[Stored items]
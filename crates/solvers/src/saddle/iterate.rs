use saddle_core::{Observer, Point, SaddleProblem};
use tracing::{debug, trace};

use super::{
    Action, Config, Error, Event, Solution, Status, Trajectory,
    evaluate::{Gradient, gradient},
};

/// When the tolerance is compared against the gradient norm.
#[derive(Debug, Clone, Copy, PartialEq, Eq)]
pub(super) enum Check {
    /// Before each update, at the current point. A converged initial point
    /// takes no steps.
    BeforeStep,

    /// After each update, at the new point. The initial point is never
    /// checked.
    AfterStep,
}

/// Core iteration shared by every update rule.
///
/// `step` maps the current iteration, point, and gradient to the next point.
/// The gradient at each point is evaluated exactly once and reused both for
/// the convergence check and for the following step.
pub(super) fn iterate<P, Obs, S>(
    problem: &P,
    initial: Point,
    config: &Config,
    check: Check,
    mut observer: Obs,
    mut step: S,
) -> Result<Solution, Error>
where
    P: SaddleProblem,
    Obs: Observer<Event, Action>,
    S: FnMut(usize, Point, &Gradient) -> Result<Point, Error>,
{
    let mut trajectory = Trajectory::with_capacity(config.max_iters());
    let mut point = initial;
    let mut grad = gradient(problem, point)?;
    trajectory.push(point, grad.norm);

    if observe(&mut observer, 0, point, &grad) {
        return Ok(finish(Status::StoppedByObserver, trajectory));
    }
    if diverged(point, &grad) {
        return Ok(finish(Status::Diverged, trajectory));
    }

    for iter in 1..=config.max_iters() {
        if check == Check::BeforeStep && grad.norm < config.tolerance() {
            return Ok(finish(Status::Converged, trajectory));
        }

        point = step(iter - 1, point, &grad)?;
        grad = gradient(problem, point)?;
        trajectory.push(point, grad.norm);
        trace!(iter, x = point.x, y = point.y, gradient_norm = grad.norm, "saddle step");

        if observe(&mut observer, iter, point, &grad) {
            return Ok(finish(Status::StoppedByObserver, trajectory));
        }
        if diverged(point, &grad) {
            return Ok(finish(Status::Diverged, trajectory));
        }

        if check == Check::AfterStep && grad.norm < config.tolerance() {
            return Ok(finish(Status::Converged, trajectory));
        }
    }

    let status = if check == Check::BeforeStep && grad.norm < config.tolerance() {
        Status::Converged
    } else {
        Status::MaxIters
    };
    Ok(finish(status, trajectory))
}

/// A non-finite point or gradient cannot produce a meaningful next step.
fn diverged(point: Point, grad: &Gradient) -> bool {
    !point.is_finite() || !grad.is_finite()
}

/// Emits an event and reports whether the observer asked to stop.
fn observe<Obs>(observer: &mut Obs, iter: usize, point: Point, grad: &Gradient) -> bool
where
    Obs: Observer<Event, Action>,
{
    let event = Event {
        iter,
        point,
        gradient: grad.components,
        gradient_norm: grad.norm,
    };
    matches!(observer.observe(&event), Some(Action::StopEarly))
}

fn finish(status: Status, trajectory: Trajectory) -> Solution {
    // The initial point is always pushed before any exit.
    let (point, gradient_norm) = trajectory.last().unwrap_or_default();
    let iters = trajectory.len().saturating_sub(1);
    debug!(?status, iters, x = point.x, y = point.y, gradient_norm, "saddle solve finished");

    Solution {
        status,
        point,
        gradient_norm,
        trajectory,
        iters,
    }
}
mod saddle;

pub use saddle::{HessianProblem, SaddleProblem};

■ What to produce:
Some lines of the data may hold the word "StoppedByObserver". Say how many do, with nothing else.

■ Task result:
2